In a new study published in the July edition of the American Heart Association's journal Stroke, researchers characterized the final diagnosis in children with brain attacks in hospitals that use pediatric stoke protocol. The research team also evaluate the time to neuroimaging and neurological evaluation, the expedience of which leads to optimal recovery.

Only 5 children per 100,000 suffer a stroke each year — approximately 3,000 children and young adults in the United States had a stroke in 2004. However, this brain attack is one of the top 10 causes of death for children between the ages of 1 and 19.

Misdiagnosis or delayed diagnosis of pediatric stoke is still common and can have catastrophic consequences. Currently, between 20 and 40 percent of children who have a stroke die, and 60 percent of those who survive suffer permanent neurological deficits. Hemiparesis and hemiplegia are the most common neurological effects.

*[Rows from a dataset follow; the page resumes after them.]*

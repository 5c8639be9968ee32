//! Numbers round

use super::{Countdown, Phase, RoundError, expect_phase};
use crate::core::{NumberRack, numbers_score};
use crate::solver::{ExpressionError, Target, evaluate, generate_solvable_target, validate_numbers_used};
use rand::Rng;
use std::fmt;
use std::time::{Duration, Instant};

/// How a Numbers round ended
#[derive(Debug, Clone, PartialEq, Eq)]
pub enum NumbersOutcome {
    /// Nothing was entered
    Empty,
    /// The expression uses numbers that were not drawn
    UnavailableNumbers,
    /// The expression could not be evaluated
    Invalid(ExpressionError),
    /// The expression evaluated to `value`
    Scored { value: i64, difference: u64, score: u32 },
}

impl NumbersOutcome {
    #[must_use]
    pub const fn score(&self) -> u32 {
        match self {
            Self::Scored { score, .. } => *score,
            _ => 0,
        }
    }
}

impl fmt::Display for NumbersOutcome {
    fn fmt(&self, f: &mut fmt::Formatter<'_>) -> fmt::Result {
        match self {
            Self::Empty => write!(f, "No answer submitted"),
            Self::UnavailableNumbers => write!(f, "You can only use the available numbers!"),
            Self::Invalid(e) => write!(f, "Invalid expression: {e}"),
            Self::Scored {
                value, difference, ..
            } => match difference {
                0 => write!(f, "Exact answer! {value}"),
                1..=5 => write!(f, "Within 5! You got {value}"),
                6..=10 => write!(f, "Within 10! You got {value}"),
                _ => write!(f, "{value} is too far from the target"),
            },
        }
    }
}

/// Score an expression against a target
///
/// Checks run in order: empty input, numbers not on the rack, then
/// evaluation. Any failure scores zero.
///
/// # Examples
/// ```
/// use countdown::round::{NumbersOutcome, judge};
///
/// let outcome = judge("(4 + 6) * 10", &[2, 3, 4, 5, 6, 10], 100);
/// assert_eq!(outcome.score(), 10);
/// assert_eq!(judge("5 + 5", &[5, 10], 10), NumbersOutcome::UnavailableNumbers);
/// ```
#[must_use]
pub fn judge(expr: &str, available: &[u32], target: u64) -> NumbersOutcome {
    if expr.trim().is_empty() {
        return NumbersOutcome::Empty;
    }
    if !validate_numbers_used(expr, available) {
        return NumbersOutcome::UnavailableNumbers;
    }
    match evaluate(expr) {
        Ok(value) => {
            let target = i64::try_from(target).unwrap_or(i64::MAX);
            NumbersOutcome::Scored {
                value,
                difference: target.abs_diff(value),
                score: numbers_score(target, value),
            }
        }
        Err(e) => NumbersOutcome::Invalid(e),
    }
}

#[derive(Debug, Clone)]
pub struct NumbersRound {
    rack: NumberRack,
    phase: Phase,
    duration: Duration,
    countdown: Option<Countdown>,
    target: Option<Target>,
    input: String,
    outcome: Option<NumbersOutcome>,
}

impl NumbersRound {
    #[must_use]
    pub fn new(duration: Duration) -> Self {
        Self {
            rack: NumberRack::new(),
            phase: Phase::Picking,
            duration,
            countdown: None,
            target: None,
            input: String::new(),
            outcome: None,
        }
    }

    /// Draw a large number
    ///
    /// # Errors
    /// Fails outside `Picking` or when no large number is left.
    pub fn draw_large<R: Rng + ?Sized>(
        &mut self,
        rng: &mut R,
        now: Instant,
    ) -> Result<u32, RoundError> {
        expect_phase(self.phase, Phase::Picking)?;
        let n = self.rack.draw_large(rng)?;
        self.after_draw(rng, now)?;
        Ok(n)
    }

    /// Draw a small number
    ///
    /// # Errors
    /// Fails outside `Picking`.
    pub fn draw_small<R: Rng + ?Sized>(
        &mut self,
        rng: &mut R,
        now: Instant,
    ) -> Result<u32, RoundError> {
        expect_phase(self.phase, Phase::Picking)?;
        let n = self.rack.draw_small(rng)?;
        self.after_draw(rng, now)?;
        Ok(n)
    }

    /// Once six numbers are drawn, set a target and start the clock
    fn after_draw<R: Rng + ?Sized>(&mut self, rng: &mut R, now: Instant) -> Result<(), RoundError> {
        if self.rack.is_complete() {
            let target = generate_solvable_target(self.rack.numbers(), rng)?;
            tracing::debug!(
                numbers = %self.rack,
                target = target.value,
                origin = ?target.origin,
                "numbers target set"
            );
            self.target = Some(target);
            self.phase = Phase::Playing;
            self.countdown = Some(Countdown::start(self.duration, now));
        }
        Ok(())
    }

    /// Replace the expression being typed; ignored outside `Playing`
    pub fn set_input(&mut self, input: &str) {
        if self.phase == Phase::Playing {
            self.input = input.to_string();
        }
    }

    pub fn push_char(&mut self, c: char) {
        if self.phase == Phase::Playing {
            self.input.push(c);
        }
    }

    pub fn pop_char(&mut self) {
        if self.phase == Phase::Playing {
            self.input.pop();
        }
    }

    /// Score the typed expression and stop the clock
    ///
    /// # Errors
    /// Fails outside `Playing`.
    pub fn submit(&mut self) -> Result<&NumbersOutcome, RoundError> {
        expect_phase(self.phase, Phase::Playing)?;
        let target = self.target.as_ref().map_or(0, |t| t.value);
        let outcome = judge(&self.input, self.rack.numbers(), target);

        self.phase = Phase::Result;
        self.countdown = None;
        Ok(self.outcome.insert(outcome))
    }

    /// Submit automatically once the clock runs out
    pub fn tick(&mut self, now: Instant) -> Option<&NumbersOutcome> {
        let expired = self.countdown.is_some_and(|c| c.is_expired(now));
        if expired {
            tracing::debug!("numbers clock expired");
            self.submit().ok()
        } else {
            None
        }
    }

    #[inline]
    #[must_use]
    pub const fn rack(&self) -> &NumberRack {
        &self.rack
    }

    #[inline]
    #[must_use]
    pub const fn phase(&self) -> Phase {
        self.phase
    }

    #[inline]
    #[must_use]
    pub const fn countdown(&self) -> Option<&Countdown> {
        self.countdown.as_ref()
    }

    /// The target with its witness, set once the rack is complete
    #[inline]
    #[must_use]
    pub const fn target(&self) -> Option<&Target> {
        self.target.as_ref()
    }

    #[inline]
    #[must_use]
    pub fn input(&self) -> &str {
        &self.input
    }

    #[inline]
    #[must_use]
    pub const fn outcome(&self) -> Option<&NumbersOutcome> {
        self.outcome.as_ref()
    }

    #[must_use]
    pub fn score(&self) -> u32 {
        self.outcome.as_ref().map_or(0, NumbersOutcome::score)
    }
}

Led by Lori Jordan, M.D., Ph.D., assistant professor of pediatrics and neurology at Monroe Carell Jr. Children's Hospital at Vanderbilt in Nashville, Tennessee, researchers gathered clinical and demographic information from medical records and a QI database.

They looked at records for patients aged 20 years or younger who presented between Aprill 2011 and October 2014 to Vanderbilt's pediatric emergency department that had pediatric stroke protocol activation already in place. Stroke protocol activation means a neurology resident evaluates the child within 15 minutes of presentation, and that urgent MRI is immediately available.

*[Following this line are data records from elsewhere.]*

//! Letters round

use super::{Countdown, Phase, RoundError, expect_phase};
use crate::core::{Language, LetterRack, TileKind, letters_score};
use crate::dictionary::{Dictionary, RemoteDictionary};
use rand::Rng;
use std::fmt;
use std::time::{Duration, Instant};

/// How a Letters round ended
#[derive(Debug, Clone, PartialEq, Eq)]
pub enum LettersOutcome {
    Accepted { word: String, score: u32 },
    /// Nothing was entered
    Empty,
    /// The word uses letters that are not on the rack
    UnavailableLetters { word: String },
    /// The dictionary does not know the word
    NotAWord { word: String },
}

impl LettersOutcome {
    #[must_use]
    pub const fn score(&self) -> u32 {
        match self {
            Self::Accepted { score, .. } => *score,
            _ => 0,
        }
    }
}

impl fmt::Display for LettersOutcome {
    fn fmt(&self, f: &mut fmt::Formatter<'_>) -> fmt::Result {
        match self {
            Self::Accepted { word, score } => write!(f, "Great word! {word} scores +{score} points"),
            Self::Empty => write!(f, "No word submitted"),
            Self::UnavailableLetters { word } => {
                write!(f, "{word}: you can only use the available letters!")
            }
            Self::NotAWord { word } => write!(f, "{word}: that's not a valid word!"),
        }
    }
}

/// Result of submitting a word
#[derive(Debug, Clone, PartialEq, Eq)]
pub enum Submission {
    /// Passed the rack check; the word must now be looked up
    Checking(String),
    /// Scored without a lookup
    Finished(LettersOutcome),
}

#[derive(Debug, Clone)]
pub struct LettersRound {
    rack: LetterRack,
    phase: Phase,
    duration: Duration,
    countdown: Option<Countdown>,
    input: String,
    pending: Option<String>,
    outcome: Option<LettersOutcome>,
}

impl LettersRound {
    /// A round with an empty rack and the given answer time
    #[must_use]
    pub fn new(duration: Duration) -> Self {
        Self {
            rack: LetterRack::new(),
            phase: Phase::Picking,
            duration,
            countdown: None,
            input: String::new(),
            pending: None,
            outcome: None,
        }
    }

    /// Draw one tile; the ninth tile starts the clock
    ///
    /// # Errors
    /// Fails outside `Picking` or when the rack refuses the tile.
    pub fn draw<R: Rng + ?Sized>(
        &mut self,
        kind: TileKind,
        rng: &mut R,
        now: Instant,
    ) -> Result<char, RoundError> {
        expect_phase(self.phase, Phase::Picking)?;
        let letter = self.rack.draw(kind, rng)?;
        if self.rack.is_complete() {
            self.phase = Phase::Playing;
            self.countdown = Some(Countdown::start(self.duration, now));
        }
        Ok(letter)
    }

    /// Replace the word being typed; ignored outside `Playing`
    pub fn set_input(&mut self, input: &str) {
        if self.phase == Phase::Playing {
            self.input = input.to_string();
        }
    }

    pub fn push_char(&mut self, c: char) {
        if self.phase == Phase::Playing && c.is_alphabetic() {
            self.input.push(c);
        }
    }

    pub fn pop_char(&mut self) {
        if self.phase == Phase::Playing {
            self.input.pop();
        }
    }

    /// Submit the typed word and stop the clock
    ///
    /// Empty input and words the rack cannot spell end the round at once.
    /// Anything else moves to `Checking` until [`Self::complete_lookup`].
    ///
    /// # Errors
    /// Fails outside `Playing`.
    pub fn submit(&mut self) -> Result<Submission, RoundError> {
        expect_phase(self.phase, Phase::Playing)?;
        self.countdown = None;

        let word = self.input.trim().to_uppercase();
        if word.is_empty() {
            return Ok(Submission::Finished(self.finish(LettersOutcome::Empty).clone()));
        }
        if !self.rack.can_form(&word) {
            let outcome = LettersOutcome::UnavailableLetters { word };
            return Ok(Submission::Finished(self.finish(outcome).clone()));
        }

        self.phase = Phase::Checking;
        self.pending = Some(word.clone());
        Ok(Submission::Checking(word))
    }

    /// Score the pending word once its lookup has finished
    ///
    /// # Errors
    /// Fails outside `Checking`.
    pub fn complete_lookup(&mut self, valid: bool) -> Result<&LettersOutcome, RoundError> {
        expect_phase(self.phase, Phase::Checking)?;
        let word = self.pending.take().unwrap_or_default();
        let outcome = if valid {
            let score = letters_score(&word);
            LettersOutcome::Accepted { word, score }
        } else {
            LettersOutcome::NotAWord { word }
        };
        Ok(self.finish(outcome))
    }

    /// Look up the pending word and score it
    ///
    /// # Errors
    /// Fails outside `Checking`.
    pub async fn check_word<R: RemoteDictionary>(
        &mut self,
        dictionary: &Dictionary<'_, R>,
        language: Language,
    ) -> Result<&LettersOutcome, RoundError> {
        expect_phase(self.phase, Phase::Checking)?;
        let word = self.pending.clone().unwrap_or_default();
        let valid = dictionary.is_valid_word(&word, language).await;
        self.complete_lookup(valid)
    }

    /// Submit automatically once the clock runs out
    ///
    /// Returns `None` while the clock is still running or when no clock is
    /// set, which is every phase except `Playing`.
    pub fn tick(&mut self, now: Instant) -> Option<Submission> {
        let expired = self.countdown.is_some_and(|c| c.is_expired(now));
        if expired {
            tracing::debug!("letters clock expired");
            self.submit().ok()
        } else {
            None
        }
    }

    fn finish(&mut self, outcome: LettersOutcome) -> &LettersOutcome {
        self.phase = Phase::Result;
        self.countdown = None;
        self.outcome.insert(outcome)
    }

    #[inline]
    #[must_use]
    pub const fn rack(&self) -> &LetterRack {
        &self.rack
    }

    #[inline]
    #[must_use]
    pub const fn phase(&self) -> Phase {
        self.phase
    }

    #[inline]
    #[must_use]
    pub const fn countdown(&self) -> Option<&Countdown> {
        self.countdown.as_ref()
    }

    #[inline]
    #[must_use]
    pub fn input(&self) -> &str {
        &self.input
    }

    /// The word awaiting a dictionary lookup
    #[must_use]
    pub fn pending(&self) -> Option<&str> {
        self.pending.as_deref()
    }

    #[inline]
    #[must_use]
    pub const fn outcome(&self) -> Option<&LettersOutcome> {
        self.outcome.as_ref()
    }

    #[must_use]
    pub fn score(&self) -> u32 {
        self.outcome.as_ref().map_or(0, LettersOutcome::score)
    }
}

#[cfg(test)]
mod tests {
    use super::*;
    use crate::core::LETTER_RACK_SIZE;
    use crate::dictionary::LookupError;
    use crate::wordlists::{Lexicon, WordList};
    use rand::SeedableRng;
    use rand::rngs::StdRng;
    use std::future::Future;

    const THIRTY: Duration = Duration::from_secs(30);

    struct NoRemote;

    impl RemoteDictionary for NoRemote {
        fn lookup(
            &self,
            _word: &str,
            _language: Language,
        ) -> impl Future<Output = Result<bool, LookupError>> + Send {
            async { Err(LookupError::Disabled) }
        }
    }

    /// Fill a round with four vowels then five consonants
    fn playing_round(now: Instant) -> LettersRound {
        let mut rng = StdRng::seed_from_u64(21);
        let mut round = LettersRound::new(THIRTY);
        for i in 0..LETTER_RACK_SIZE {
            let kind = if i < 4 { TileKind::Vowel } else { TileKind::Consonant };
            round.draw(kind, &mut rng, now).unwrap();
        }
        round
    }

    /// Any word the rack can spell: its first letter
    fn formable(round: &LettersRound) -> String {
        round.rack().letters()[0].to_string()
    }

    #[test]
    fn full_rack_starts_clock() {
        let now = Instant::now();
        let mut rng = StdRng::seed_from_u64(1);
        let mut round = LettersRound::new(THIRTY);

        round.draw(TileKind::Vowel, &mut rng, now).unwrap();
        assert_eq!(round.phase(), Phase::Picking);
        assert!(round.countdown().is_none());

        let round = playing_round(now);
        assert_eq!(round.phase(), Phase::Playing);
        assert_eq!(round.countdown().map(Countdown::duration), Some(THIRTY));
    }

    #[test]
    fn quota_error_surfaces() {
        let now = Instant::now();
        let mut rng = StdRng::seed_from_u64(4);
        let mut round = LettersRound::new(THIRTY);
        for _ in 0..6 {
            round.draw(TileKind::Consonant, &mut rng, now).unwrap();
        }
        assert!(matches!(
            round.draw(TileKind::Consonant, &mut rng, now),
            Err(RoundError::Rack(_))
        ));
    }

    #[test]
    fn empty_submission_scores_zero() {
        let mut round = playing_round(Instant::now());
        let submission = round.submit().unwrap();

        assert_eq!(submission, Submission::Finished(LettersOutcome::Empty));
        assert_eq!(round.phase(), Phase::Result);
        assert!(round.countdown().is_none());
        assert_eq!(round.score(), 0);
    }

    #[test]
    fn unavailable_letters_rejected_without_lookup() {
        let mut round = playing_round(Instant::now());
        // Ten copies of one letter can never fit a nine-tile rack
        round.set_input(&"Q".repeat(10));

        let submission = round.submit().unwrap();
        assert!(matches!(
            submission,
            Submission::Finished(LettersOutcome::UnavailableLetters { .. })
        ));
        assert_eq!(round.score(), 0);
    }

    #[test]
    fn valid_word_goes_through_checking() {
        let mut round = playing_round(Instant::now());
        let word = formable(&round);
        round.set_input(&word.to_lowercase());

        assert_eq!(round.submit().unwrap(), Submission::Checking(word.clone()));
        assert_eq!(round.phase(), Phase::Checking);
        assert_eq!(round.pending(), Some(word.as_str()));
        assert!(round.submit().is_err());

        let outcome = round.complete_lookup(true).unwrap().clone();
        assert_eq!(outcome, LettersOutcome::Accepted { word, score: 1 });
        assert_eq!(round.phase(), Phase::Result);
        assert_eq!(round.score(), 1);
    }

    #[test]
    fn failed_lookup_scores_zero() {
        let mut round = playing_round(Instant::now());
        round.set_input(&formable(&round));
        round.submit().unwrap();

        let outcome = round.complete_lookup(false).unwrap();
        assert!(matches!(outcome, LettersOutcome::NotAWord { .. }));
        assert_eq!(round.score(), 0);
    }

    #[tokio::test]
    async fn scores_ready_from_rack() {
        let lexicon = Lexicon::new(
            WordList::new(Language::English, ["ready"], Vec::<&str>::new()),
            WordList::default(),
        );
        let dictionary = Dictionary::new(&lexicon, NoRemote);
        let mut round = LettersRound {
            rack: LetterRack::from_letters("READYXJQZ".chars()).unwrap(),
            phase: Phase::Playing,
            duration: THIRTY,
            countdown: Some(Countdown::start(THIRTY, Instant::now())),
            input: String::new(),
            pending: None,
            outcome: None,
        };
        round.set_input("ready");
        round.submit().unwrap();

        let outcome = round
            .check_word(&dictionary, Language::English)
            .await
            .unwrap();
        assert_eq!(
            *outcome,
            LettersOutcome::Accepted {
                word: "READY".to_string(),
                score: 5
            }
        );
    }

    #[test]
    fn expiry_auto_submits_once() {
        let start = Instant::now();
        let mut round = playing_round(start);
        round.set_input(&formable(&round));

        assert!(round.tick(start + Duration::from_secs(10)).is_none());
        let submission = round.tick(start + THIRTY);
        assert!(matches!(submission, Some(Submission::Checking(_))));

        // Clock is gone once the round leaves Playing
        assert!(round.countdown().is_none());
        assert!(round.tick(start + Duration::from_secs(60)).is_none());
        assert_eq!(round.phase(), Phase::Checking);
    }

    #[test]
    fn tick_without_clock_is_noop() {
        let mut round = LettersRound::new(THIRTY);
        assert!(round.tick(Instant::now() + THIRTY).is_none());
        assert_eq!(round.phase(), Phase::Picking);
    }

    #[test]
    fn input_ignored_outside_playing() {
        let mut round = LettersRound::new(THIRTY);
        round.set_input("early");
        round.push_char('x');
        assert_eq!(round.input(), "");
    }
}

Using this stroke protocol activation method for 124 children presenting stroke-like symptoms, the research team found that 30 patients had suffered strokes and two had TIAs. Seventeen patients had nonstroke neurological emergencies, such as meningitis/encephalitis or intracranial neoplasm. Forty-six patients were healthy children. Other diagnosis included complex migraine and seizure.

The researchers found the median time from consultation to neurologist at-bedside was 7 minutes, and the median time between emergency department arrival and consultation with a pediatric neurologist was 28 minutes.

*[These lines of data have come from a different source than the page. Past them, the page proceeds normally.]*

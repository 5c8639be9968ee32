//! Numbers round rack
//!
//! Six tiles drawn from four large numbers (one of each) and twenty small
//! numbers (two each of 1 to 10).

use rand::Rng;
use rand::seq::SliceRandom;
use std::fmt;

/// Number of tiles in a complete rack
pub const NUMBER_RACK_SIZE: usize = 6;

/// The large tiles, one of each per round
pub const LARGE_NUMBERS: [u32; 4] = [25, 50, 75, 100];

/// Maximum number of large tiles in a rack
pub const MAX_LARGE: usize = 4;

/// Copies of each small value (1 to 10)
pub const SMALL_COPIES: usize = 2;

/// Error type for invalid number rack operations
#[derive(Debug, Clone, PartialEq, Eq)]
pub enum NumberError {
    Full,
    LargeQuota,
    Unavailable(u32),
    TooManyNumbers(usize),
}

impl fmt::Display for NumberError {
    fn fmt(&self, f: &mut fmt::Formatter<'_>) -> fmt::Result {
        match self {
            Self::Full => write!(f, "Rack already holds {NUMBER_RACK_SIZE} numbers"),
            Self::LargeQuota => write!(f, "Maximum {MAX_LARGE} large numbers allowed!"),
            Self::Unavailable(n) => write!(f, "No {n} tile left to draw"),
            Self::TooManyNumbers(n) => {
                write!(f, "A rack holds {NUMBER_RACK_SIZE} numbers, got {n}")
            }
        }
    }
}

impl std::error::Error for NumberError {}

/// Check whether a value is one of the large tiles
#[inline]
#[must_use]
pub fn is_large(n: u32) -> bool {
    LARGE_NUMBERS.contains(&n)
}

#[inline]
const fn is_small(n: u32) -> bool {
    n >= 1 && n <= 10
}

/// The numbers drawn for one Numbers round
#[derive(Debug, Clone, Default, PartialEq, Eq)]
pub struct NumberRack {
    numbers: Vec<u32>,
}

impl NumberRack {
    #[must_use]
    pub fn new() -> Self {
        Self::default()
    }

    /// Deal a complete rack with `large_count` large numbers
    ///
    /// Large and small pools are shuffled, the required tiles taken from each,
    /// and the result shuffled again.
    ///
    /// # Errors
    /// Returns `NumberError::LargeQuota` if `large_count` exceeds four.
    pub fn deal<R: Rng + ?Sized>(large_count: usize, rng: &mut R) -> Result<Self, NumberError> {
        if large_count > MAX_LARGE {
            return Err(NumberError::LargeQuota);
        }

        let mut large = LARGE_NUMBERS.to_vec();
        large.shuffle(rng);
        let mut small = small_pool();
        small.shuffle(rng);

        let mut numbers: Vec<u32> = large
            .into_iter()
            .take(large_count)
            .chain(small.into_iter().take(NUMBER_RACK_SIZE - large_count))
            .collect();
        numbers.shuffle(rng);

        Ok(Self { numbers })
    }

    /// Build a rack from explicit numbers
    ///
    /// # Errors
    /// Fails if there are more than six numbers or a value is not an available
    /// tile (a repeated large number, a third copy of a small one, or any
    /// value outside the two pools).
    ///
    /// # Examples
    /// ```
    /// use countdown::core::NumberRack;
    ///
    /// let rack = NumberRack::from_numbers(&[100, 75, 50, 25, 3, 6]).unwrap();
    /// assert!(rack.is_complete());
    /// assert!(NumberRack::from_numbers(&[100, 100]).is_err());
    /// ```
    pub fn from_numbers(numbers: &[u32]) -> Result<Self, NumberError> {
        if numbers.len() > NUMBER_RACK_SIZE {
            return Err(NumberError::TooManyNumbers(numbers.len()));
        }
        let mut rack = Self::new();
        for &n in numbers {
            rack.push(n)?;
        }
        Ok(rack)
    }

    /// Add a specific tile
    ///
    /// # Errors
    /// Fails if the rack is full or no such tile remains.
    pub fn push(&mut self, n: u32) -> Result<(), NumberError> {
        if self.is_complete() {
            return Err(NumberError::Full);
        }
        if is_large(n) {
            if self.large_count() >= MAX_LARGE {
                return Err(NumberError::LargeQuota);
            }
            if self.numbers.contains(&n) {
                return Err(NumberError::Unavailable(n));
            }
        } else if !is_small(n) || self.count_of(n) >= SMALL_COPIES {
            return Err(NumberError::Unavailable(n));
        }
        self.numbers.push(n);
        Ok(())
    }

    /// Draw one of the large numbers not yet on the rack
    ///
    /// # Errors
    /// Fails if the rack is full or all four large numbers are already drawn.
    pub fn draw_large<R: Rng + ?Sized>(&mut self, rng: &mut R) -> Result<u32, NumberError> {
        if self.is_complete() {
            return Err(NumberError::Full);
        }
        let remaining: Vec<u32> = LARGE_NUMBERS
            .into_iter()
            .filter(|n| !self.numbers.contains(n))
            .collect();
        if remaining.is_empty() {
            return Err(NumberError::LargeQuota);
        }
        let n = remaining[rng.random_range(0..remaining.len())];
        self.push(n)?;
        Ok(n)
    }

    /// Draw one of the remaining small tiles
    ///
    /// # Errors
    /// Fails if the rack is full.
    pub fn draw_small<R: Rng + ?Sized>(&mut self, rng: &mut R) -> Result<u32, NumberError> {
        if self.is_complete() {
            return Err(NumberError::Full);
        }
        let remaining: Vec<u32> = (1..=10u32)
            .flat_map(|n| {
                let left = SMALL_COPIES.saturating_sub(self.count_of(n));
                std::iter::repeat_n(n, left)
            })
            .collect();
        let n = remaining[rng.random_range(0..remaining.len())];
        self.push(n)?;
        Ok(n)
    }

    fn count_of(&self, n: u32) -> usize {
        self.numbers.iter().filter(|&&x| x == n).count()
    }

    #[inline]
    #[must_use]
    pub fn numbers(&self) -> &[u32] {
        &self.numbers
    }

    #[inline]
    #[must_use]
    pub fn len(&self) -> usize {
        self.numbers.len()
    }

    #[inline]
    #[must_use]
    pub fn is_empty(&self) -> bool {
        self.numbers.is_empty()
    }

    #[inline]
    #[must_use]
    pub fn is_complete(&self) -> bool {
        self.numbers.len() >= NUMBER_RACK_SIZE
    }

    #[inline]
    #[must_use]
    pub fn remaining(&self) -> usize {
        NUMBER_RACK_SIZE.saturating_sub(self.numbers.len())
    }

    #[must_use]
    pub fn large_count(&self) -> usize {
        self.numbers.iter().filter(|&&n| is_large(n)).count()
    }
}

impl fmt::Display for NumberRack {
    fn fmt(&self, f: &mut fmt::Formatter<'_>) -> fmt::Result {
        let parts: Vec<String> = self.numbers.iter().map(u32::to_string).collect();
        write!(f, "{}", parts.join(" "))
    }
}

fn small_pool() -> Vec<u32> {
    (1..=10u32)
        .flat_map(|n| std::iter::repeat_n(n, SMALL_COPIES))
        .collect()
}

#[cfg(test)]
mod tests {
    use super::*;
    use rand::SeedableRng;
    use rand::rngs::StdRng;

    #[test]
    fn deal_respects_large_count() {
        let mut rng = StdRng::seed_from_u64(42);
        for large in 0..=MAX_LARGE {
            let rack = NumberRack::deal(large, &mut rng).unwrap();
            assert_eq!(rack.len(), NUMBER_RACK_SIZE);
            assert_eq!(rack.large_count(), large);
            // The dealt rack must itself be a valid rack
            assert!(NumberRack::from_numbers(rack.numbers()).is_ok());
        }
    }

    #[test]
    fn deal_rejects_five_large() {
        let mut rng = StdRng::seed_from_u64(1);
        assert_eq!(NumberRack::deal(5, &mut rng), Err(NumberError::LargeQuota));
    }

    #[test]
    fn from_numbers_accepts_pairs_of_small() {
        let rack = NumberRack::from_numbers(&[1, 1, 2, 2, 3, 3]).unwrap();
        assert!(rack.is_complete());
    }

    #[test]
    fn from_numbers_rejects_third_copy() {
        assert_eq!(
            NumberRack::from_numbers(&[5, 5, 5]),
            Err(NumberError::Unavailable(5))
        );
    }

    #[test]
    fn from_numbers_rejects_repeated_large() {
        assert_eq!(
            NumberRack::from_numbers(&[100, 100]),
            Err(NumberError::Unavailable(100))
        );
    }

    #[test]
    fn from_numbers_rejects_off_pool_values() {
        assert_eq!(
            NumberRack::from_numbers(&[0]),
            Err(NumberError::Unavailable(0))
        );
        assert_eq!(
            NumberRack::from_numbers(&[11]),
            Err(NumberError::Unavailable(11))
        );
    }

    #[test]
    fn from_numbers_rejects_seven() {
        assert_eq!(
            NumberRack::from_numbers(&[1, 2, 3, 4, 5, 6, 7]),
            Err(NumberError::TooManyNumbers(7))
        );
    }

    #[test]
    fn draw_large_until_exhausted() {
        let mut rng = StdRng::seed_from_u64(3);
        let mut rack = NumberRack::new();
        for _ in 0..MAX_LARGE {
            rack.draw_large(&mut rng).unwrap();
        }
        let mut drawn = rack.numbers().to_vec();
        drawn.sort_unstable();
        assert_eq!(drawn, LARGE_NUMBERS.to_vec());
        assert_eq!(rack.draw_large(&mut rng), Err(NumberError::LargeQuota));
    }

    #[test]
    fn draw_small_fills_rack() {
        let mut rng = StdRng::seed_from_u64(9);
        let mut rack = NumberRack::new();
        for _ in 0..NUMBER_RACK_SIZE {
            let n = rack.draw_small(&mut rng).unwrap();
            assert!((1..=10).contains(&n));
        }
        assert!(rack.is_complete());
        assert_eq!(rack.draw_small(&mut rng), Err(NumberError::Full));
    }

    #[test]
    fn display_joins_with_spaces() {
        let rack = NumberRack::from_numbers(&[100, 7, 3]).unwrap();
        assert_eq!(rack.to_string(), "100 7 3");
    }
}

MRI was the first study performed in 76 percent of cases. All but one child received urgent neuroimaging. The median time from emergency department arrival to MRI was 94 minutes. The research team found a median time to computed tomography (CT) of 59 minutes.

This study shows that implementing pediatric acute stroke teams can provide rapid evaluation, diagnosis and treatment time for pediatric patients presenting stroke-like symptoms in a way that could prevent death and disability resulting from childhood stroke.